重度では喘鳴や呼吸困難・だるさ・食欲不振など呼吸器や全身の症状におよびます。重症化すると、気管支炎や肺炎に進行し、治療期間が伸び、入院治療が必要になることもあります。
重症化リスクのある人
大人・子どもともに、心臓病・慢性肺疾患・免疫の病気がある方は重症化リスクがあります。高齢者の場合、65歳以上という年齢そのものが重症化リスクです。

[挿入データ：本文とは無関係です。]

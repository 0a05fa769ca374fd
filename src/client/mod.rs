//! Blocking client for the szamlazz.hu invoicing API.
//!
//! Each call copies the document, injects credentials and settings,
//! validates it, renders the request XML and sends it as a single
//! multipart upload. There is no retry: one attempt, success or error.
//!
//! # Example
//!
//! ```no_run
//! use szamla::client::{ClientConfig, SzamlaClient};
//! use szamla::core::*;
//!
//! let client = SzamlaClient::new(ClientConfig::new("user", "secret")).unwrap();
//! let response = client.request(&PdfQuery::for_invoice("E-2024-17")).unwrap();
//! std::fs::write("E-2024-17.pdf", &response.body).unwrap();
//! ```

mod config;
mod request;

pub use config::{ClientConfig, DEFAULT_API_BASE, DEFAULT_TIMEOUT};
pub use request::{ApiResponse, SzamlaClient, check_api_error, endpoint, form_field, prepare};
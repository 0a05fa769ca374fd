//! # szamla
//!
//! Request documents for the szamlazz.hu invoicing API: new invoices,
//! cancellations (storno) and PDF queries.
//!
//! The remote XML schema is order-sensitive, so every document is kept as a
//! nested attribute tree that is filled through friendly aliases, validated
//! section by section, and exported with its keys in schema order.
//!
//! ## Quick Start
//!
//! ```rust
//! use szamla::core::*;
//! use serde_json::json;
//!
//! let mut query = PdfQuery::new();
//! query.set("orderNumber", "WEB-1001").unwrap();
//! assert!(query.validate().is_err()); // invoiceNumber is required
//!
//! query.set("invoiceNumber", "E-2024-17").unwrap();
//! query.validate().unwrap();
//! assert_eq!(query.to_value(), json!({"invoiceNumber": "E-2024-17", "orderNumber": "WEB-1001"}));
//! ```
//!
//! ## Feature Flags
//!
//! | Feature | Description |
//! |---------|-------------|
//! | `core` (default) | Attribute tree, aliases, computed fields, ordering, validation |
//! | `xml` | Render exported documents as request XML |
//! | `client` | Blocking HTTP client for the invoicing API |
//! | `all` | Everything |

#[cfg(feature = "core")]
pub mod core;

#[cfg(feature = "xml")]
pub mod xml;

#[cfg(feature = "client")]
pub mod client;

// Re-export core types at crate root for convenience
#[cfg(feature = "core")]
pub use crate::core::*;
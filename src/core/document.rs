use std::fmt;

use chrono::NaiveDate;
use serde::{Deserialize, Serialize};
use serde_json::Value;

use super::alias::AliasMap;
use super::computed::{Computed, date_on_read, date_on_write, format_date, today, value_kind};
use super::error::{Section, SzamlaError};
use super::order::KeyOrder;
use super::tree::{AttributeTree, Fields};
use super::validation::{RuleSet, validate_sections};

/// The three request documents the invoicing API accepts.
#[derive(Debug, Clone, Copy, PartialEq, Eq, Hash, Serialize, Deserialize)]
pub enum DocumentKind {
    Invoice,
    StornoInvoice,
    PdfQuery,
}

impl DocumentKind {
    pub fn name(self) -> &'static str {
        match self {
            Self::Invoice => "invoice",
            Self::StornoInvoice => "storno invoice",
            Self::PdfQuery => "pdf query",
        }
    }
}

impl fmt::Display for DocumentKind {
    fn fmt(&self, f: &mut fmt::Formatter<'_>) -> fmt::Result {
        f.write_str(self.name())
    }
}

/// Static description of one document kind.
#[derive(Debug, Clone, Copy)]
pub struct DocumentSchema {
    pub kind: DocumentKind,
    pub aliases: AliasMap,
    /// Internal paths with write/read transforms.
    pub computed: &'static [(&'static str, Computed)],
    pub order: KeyOrder,
    /// Validation sections, in evaluation order.
    pub sections: &'static [RuleSet],
}

impl DocumentSchema {
    pub fn computed(&self, path: &str) -> Option<Computed> {
        self.computed
            .iter()
            .find(|(p, _)| *p == path)
            .map(|(_, computed)| *computed)
    }

    pub fn date_fields(&self) -> impl Iterator<Item = &'static str> + '_ {
        self.computed
            .iter()
            .filter(|(_, computed)| *computed == Computed::Date)
            .map(|(path, _)| *path)
    }

    pub fn section(&self, section: Section) -> Option<&RuleSet> {
        self.sections.iter().find(|rules| rules.section == section)
    }

    /// Write raw fields into `tree`, resolving aliases and computed fields.
    ///
    /// Keys that are not aliases are written as literal internal paths, so a
    /// misspelled alias is stored silently under its own name. Each such key
    /// is logged at debug level.
    pub fn fill(&self, tree: &mut AttributeTree, fields: Fields) -> Result<(), SzamlaError> {
        for (key, value) in fields {
            self.assign(tree, &key, value)?;
        }
        Ok(())
    }

    /// Write one raw field.
    pub fn assign(&self, tree: &mut AttributeTree, key: &str, value: Value) -> Result<(), SzamlaError> {
        let alias = self.aliases.lookup(key);
        if alias.is_none() {
            tracing::debug!(
                document = %self.kind,
                key,
                "no alias matched, writing key as a literal path"
            );
        }
        self.write(tree, alias.unwrap_or(key), value)
    }

    /// True if some computed field sits strictly below `path`.
    fn has_computed_below(&self, path: &str) -> bool {
        self.computed.iter().any(|(computed, _)| {
            computed
                .strip_prefix(path)
                .is_some_and(|rest| rest.starts_with('.'))
        })
    }

    /// Write a value at a resolved internal path, running computed transforms.
    ///
    /// A mapping written above a computed field is split into its children so
    /// every nested computed field still gets its transform.
    fn write(&self, tree: &mut AttributeTree, path: &str, value: Value) -> Result<(), SzamlaError> {
        match self.computed(path) {
            Some(Computed::Date) => match date_on_write(path, &value)? {
                Some(date) => tree.set(path, date),
                None => {
                    tree.remove(path);
                }
            },
            Some(Computed::Customer | Computed::Merchant) => match value {
                Value::Object(fields) => self.fill(tree, fields)?,
                Value::Null => {}
                other => {
                    return Err(SzamlaError::malformed(
                        path,
                        format!("expected a mapping, got {}", value_kind(&other)),
                    ));
                }
            },
            Some(Computed::Items) => match value {
                Value::Array(items) => {
                    if let Some(index) = items.iter().position(|item| !item.is_object()) {
                        return Err(SzamlaError::malformed(
                            format!("{path}.{index}"),
                            format!("expected an item mapping, got {}", value_kind(&items[index])),
                        ));
                    }
                    tree.set(path, Value::Array(items));
                }
                Value::Null => {
                    tree.remove(path);
                }
                other => {
                    return Err(SzamlaError::malformed(
                        path,
                        format!("expected a list of items, got {}", value_kind(&other)),
                    ));
                }
            },
            None => match value {
                Value::Object(children) if self.has_computed_below(path) => {
                    for (child, value) in children {
                        self.write(tree, &format!("{path}.{child}"), value)?;
                    }
                }
                value => tree.set(path, value),
            },
        }
        Ok(())
    }

    /// Exported form of `tree`: date defaults materialized, keys in schema order.
    pub fn export(&self, tree: &AttributeTree) -> AttributeTree {
        let mut snapshot = tree.clone();
        let mut default_date = None;
        for path in self.date_fields() {
            if !snapshot.has(path) {
                let date = default_date.get_or_insert_with(|| format_date(today())).clone();
                snapshot.set(path, date);
            }
        }
        self.order.reorder(&snapshot)
    }
}

/// A request document: an attribute tree driven by a static [`DocumentSchema`].
///
/// Filling may happen any number of times, before or after export. Export
/// and validation never mutate the document.
pub trait Document: Clone {
    const SCHEMA: &'static DocumentSchema;

    /// Adopt a tree as-is, without alias or computed field processing.
    fn from_tree(tree: AttributeTree) -> Self;

    fn tree(&self) -> &AttributeTree;

    fn tree_mut(&mut self) -> &mut AttributeTree;

    fn kind(&self) -> DocumentKind {
        Self::SCHEMA.kind
    }

    fn from_fields(fields: Fields) -> Result<Self, SzamlaError> {
        let mut document = Self::from_tree(AttributeTree::new());
        document.fill(fields)?;
        Ok(document)
    }

    fn fill(&mut self, fields: Fields) -> Result<(), SzamlaError> {
        Self::SCHEMA.fill(self.tree_mut(), fields)
    }

    /// Set one field by public name or internal path.
    fn set(&mut self, key: &str, value: impl Into<Value>) -> Result<(), SzamlaError> {
        Self::SCHEMA.assign(self.tree_mut(), key, value.into())
    }

    /// The stored value, by public name or internal path.
    fn get(&self, key: &str) -> Option<&Value> {
        self.tree().get(Self::SCHEMA.aliases.target(key))
    }

    /// The value as the document reports it: absent date fields fall back to today.
    fn read(&self, key: &str) -> Option<Value> {
        let path = Self::SCHEMA.aliases.target(key);
        let stored = self.tree().get(path).cloned();
        match Self::SCHEMA.computed(path) {
            Some(Computed::Date) => stored
                .filter(|value| !value.is_null())
                .or_else(|| Some(Value::String(format_date(today())))),
            _ => stored,
        }
    }

    /// Read a computed date field; `Ok(None)` if `key` is not a date field.
    fn date(&self, key: &str) -> Result<Option<NaiveDate>, SzamlaError> {
        let path = Self::SCHEMA.aliases.target(key);
        if Self::SCHEMA.computed(path) == Some(Computed::Date) {
            date_on_read(self.tree(), path).map(Some)
        } else {
            Ok(None)
        }
    }

    /// Run one section's rules against the exported tree.
    fn validate_section(&self, section: Section) -> Result<(), SzamlaError> {
        match Self::SCHEMA.section(section) {
            Some(rules) => Ok(rules.validate(&self.to_tree())?),
            None => Ok(()),
        }
    }

    /// Run every section in order; the first failing section is returned.
    fn validate(&self) -> Result<(), SzamlaError> {
        Ok(validate_sections(&self.to_tree(), Self::SCHEMA.sections)?)
    }

    /// The exported tree, re-ordered from the current state on every call.
    fn to_tree(&self) -> AttributeTree {
        Self::SCHEMA.export(self.tree())
    }

    fn to_value(&self) -> Value {
        self.to_tree().into_value()
    }
}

子どもは1歳未満の乳幼児、なかでも6か月未満の乳児、出生時に早産だった乳児や小さく生まれたお子さん、ダウン症のお子さんも注意が必要です。
RSウイルス感染症の治療方法
RSウイルス感染症に対する特効薬はなく、主に対症療法が行われます。ウイルス感染そのものを治療するのではなく、症状を和らげ、体力回復を促すケアが中心です。
軽症の場合は、治療せずに治ることもあります。発熱により水分が失われるため、十分な水分補給を行い、安静を保ちます。咳や鼻水に対しては、加湿器を使ったり、蒸気を取り入れたりして呼吸を楽にする方法が効果的です。咳が続いて眠れない場合は、座った姿勢で休むなど姿勢の工夫をするとよいでしょう。
重症の場合酸素療法が必要になることがあります。喘鳴や呼吸困難が強い場合は入院し、点滴や吸入・肺機能が低下した場合、人工呼吸器などの治療が行われることがあります。
RSウイルス感染症の感染経路と予防方法
RSウイルスは感染した人の咳やくしゃみによる飛沫感染、ウイルスが付着した物や手を介して広がる接触感染があります。ウイルスが付着した物や手を介して感染するため、特に以下の予防策が重要です。
手洗い:ウイルスが手についた状態で、目や口、鼻に触れると感染しやすいため、こまめな手洗いが有効です。
咳エチケット:マスクを着用したり、咳やくしゃみをする際に口や鼻を覆うことが大切です。
人混みを避ける:特に乳幼児や高齢者は、流行時期に人混みを避け、感染リスクを減らすことが推奨されます。
室内環境の清潔保持:共有するおもちゃや家具、食器類・ドアノブなどを定期的に消毒し、感染を防ぎます。RSウイルスはさまざまな消毒薬に弱いウイルスですので、消毒用エタノール・次亜塩素酸ナトリウムなどの使用が有効です。
RSウイルスにかかった場合の対処法
もしRSウイルスに感染した場合は、症状の重さに応じて適切に対処することが重要です。軽度の症状であれば、自宅で安静にし、十分な水分補給や栄養摂取を行いましょう。
乳幼児や高齢者が感染した場合:特に呼吸の状態を観察し、呼吸困難やぐったりした様子があれば、すぐに医療機関を受診します。
緊急時のサイン:息苦しさ、青白い顔色、口の周りが青くなる(チアノーゼ)が見られた場合は、すぐに救急対応が必要です。
まとめ
RSウイルス感染症は、特に乳幼児や高齢者に重症化するリスクはありますが、予防と適切な対応をすることでリスクを軽減できます。手洗いや咳エチケットを守り、感染拡大を防ぎましょう。また、感染が疑われる場合は、早めに医療機関に相談し、必要な治療を受けることが大切です。